• _TO DO_
Each record must be retyped word for word.

Start of INPUT DATA

//! AVL tree (height-balanced binary search tree).
//!
//! ```text
//! ╔════════════════════════════════════════════════════════════════════╗
//! ║  Balance factor = height(right) - height(left), kept in {-1,0,+1}   ║
//! ║  at rest; a post-insert/post-delete walk restores it via rotation.  ║
//! ║                                                                     ║
//! ║        5(0)              Left rotation at 5 (RR case):             ║
//! ║       /    \                                                       ║
//! ║     3(0)   8(0)                  8                                 ║
//! ║                                 / \                                ║
//! ║                                5   9                               ║
//! ║                               / \                                  ║
//! ║                              3   7                                 ║
//! ╚════════════════════════════════════════════════════════════════════╝
//! ```
//!
//! Nodes live in a `Vec`-backed arena addressed by index (`NodeId`), with a
//! free list so removed slots are reused — the standard way to give an AVL
//! node a non-owning parent back-link in safe Rust without reference
//! counting (the parent/child edges would otherwise form a cycle).
//!
//! ## Complexity
//!
//! | Operation      | Average  | Worst case |
//! |----------------|----------|------------|
//! | `insert`       | O(log n) | O(log n)   |
//! | `probe`        | O(log n) | O(log n)   |
//! | `search`       | O(log n) | O(log n)   |
//! | `remove`       | O(log n) | O(log n)   |
//! | `min_key`/`max_key` | O(log n) | O(log n) |
//! | `traverse`     | O(n)     | O(n)       |
//!
//! ## Example
//!
//! ```rust
//! use ordcon_containers::balanced::AvlTree;
//! use ordcon_core::{InsertOutcome, ProbeOutcome};
//!
//! let mut tree: AvlTree<i32, &str> = AvlTree::new();
//! assert!(matches!(tree.insert(5, "five", false).unwrap(), InsertOutcome::Inserted));
//! assert!(matches!(tree.insert(5, "V", false).unwrap(), InsertOutcome::AlreadyPresent));
//! assert_eq!(tree.search(&5), Some(&"five"));
//!
//! let (outcome, value) = tree.probe(3, "three").unwrap();
//! assert_eq!(outcome, ProbeOutcome::Inserted);
//! assert_eq!(*value, "three");
//! ```

use alloc::vec::Vec;
use core::cmp::Ordering;

use ordcon_core::{
    ord_comparator, Comparator, Container, Destructor, InsertOutcome, OrdConError, OrderedMap,
    ProbeOutcome, RemoveOutcome, Result,
};

type NodeId = usize;

struct AvlNode<K, V> {
    key: K,
    value: V,
    parent: Option<NodeId>,
    left: Option<NodeId>,
    right: Option<NodeId>,
    /// `height(right) - height(left)`. In `{-1, 0, 1}` at rest; transiently
    /// `±2` mid-rebalance.
    balance: i8,
}

/// A height-balanced binary search tree mapping `K` to `V` under a
/// caller-supplied (or `Ord`-derived) total order.
pub struct AvlTree<K, V> {
    arena: Vec<Option<AvlNode<K, V>>>,
    free: Vec<NodeId>,
    root: Option<NodeId>,
    len: usize,
    comparator: Comparator<K>,
    destructor: Option<Destructor<K, V>>,
}

impl<K: Ord + 'static, V> AvlTree<K, V> {
    /// Creates an empty tree ordered by `K`'s natural `Ord` implementation —
    /// the safe-Rust substitute for the source contract's default
    /// "pointer value comparison".
    #[must_use]
    pub fn new() -> Self {
        Self::with_comparator(ord_comparator())
    }
}

impl<K: Ord + 'static, V> Default for AvlTree<K, V> {
    fn default() -> Self {
        Self::new()
    }
}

End of INPUT DATA

• _TASK SOLUTION_
//! AVL tree (height-balanced binary search tree).
//!
//! ```text
//! ╔════════════════════════════════════════════════════════════════════╗
//! ║  Balance factor = height(right) - height(left), kept in {-1,0,+1}   ║
//! ║  at rest; a post-insert/post-delete walk restores it via rotation.  ║
//! ║                                                                     ║
//! ║        5(0)              Left rotation at 5 (RR case):             ║
//! ║       /    \                                                       ║
//! ║     3(0)   8(0)                  8                                 ║
//! ║                                 / \                                ║
//! ║                                5   9                               ║
//! ║                               / \                                  ║
//! ║                              3   7                                 ║
//! ╚════════════════════════════════════════════════════════════════════╝
//! ```
//!
//! Nodes live in a `Vec`-backed arena addressed by index (`NodeId`), with a
//! free list so removed slots are reused — the standard way to give an AVL
//! node a non-owning parent back-link in safe Rust without reference
//! counting (the parent/child edges would otherwise form a cycle).
//!
//! ## Complexity
//!
//! | Operation      | Average  | Worst case |
//! |----------------|----------|------------|
//! | `insert`       | O(log n) | O(log n)   |
//! | `probe`        | O(log n) | O(log n)   |
//! | `search`       | O(log n) | O(log n)   |
//! | `remove`       | O(log n) | O(log n)   |
//! | `min_key`/`max_key` | O(log n) | O(log n) |
//! | `traverse`     | O(n)     | O(n)       |
//!
//! ## Example
//!
//! ```rust
//! use ordcon_containers::balanced::AvlTree;
//! use ordcon_core::{InsertOutcome, ProbeOutcome};
//!
//! let mut tree: AvlTree<i32, &str> = AvlTree::new();
//! assert!(matches!(tree.insert(5, "five", false).unwrap(), InsertOutcome::Inserted));
//! assert!(matches!(tree.insert(5, "V", false).unwrap(), InsertOutcome::AlreadyPresent));
//! assert_eq!(tree.search(&5), Some(&"five"));
//!
//! let (outcome, value) = tree.probe(3, "three").unwrap();
//! assert_eq!(outcome, ProbeOutcome::Inserted);
//! assert_eq!(*value, "three");
//! ```

use alloc::vec::Vec;
use core::cmp::Ordering;

use ordcon_core::{
    ord_comparator, Comparator, Container, Destructor, InsertOutcome, OrdConError, OrderedMap,
    ProbeOutcome, RemoveOutcome, Result,
};

type NodeId = usize;

struct AvlNode<K, V> {
    key: K,
    value: V,
    parent: Option<NodeId>,
    left: Option<NodeId>,
    right: Option<NodeId>,
    /// `height(right) - height(left)`. In `{-1, 0, 1}` at rest; transiently
    /// `±2` mid-rebalance.
    balance: i8,
}

/// A height-balanced binary search tree mapping `K` to `V` under a
/// caller-supplied (or `Ord`-derived) total order.
pub struct AvlTree<K, V> {
    arena: Vec<Option<AvlNode<K, V>>>,
    free: Vec<NodeId>,
    root: Option<NodeId>,
    len: usize,
    comparator: Comparator<K>,
    destructor: Option<Destructor<K, V>>,
}

impl<K: Ord + 'static, V> AvlTree<K, V> {
    /// Creates an empty tree ordered by `K`'s natural `Ord` implementation —
    /// the safe-Rust substitute for the source contract's default
    /// "pointer value comparison".
    #[must_use]
    pub fn new() -> Self {
        Self::with_comparator(ord_comparator())
    }
}

impl<K: Ord + 'static, V> Default for AvlTree<K, V> {
    fn default() -> Self {
        Self::new()
    }
}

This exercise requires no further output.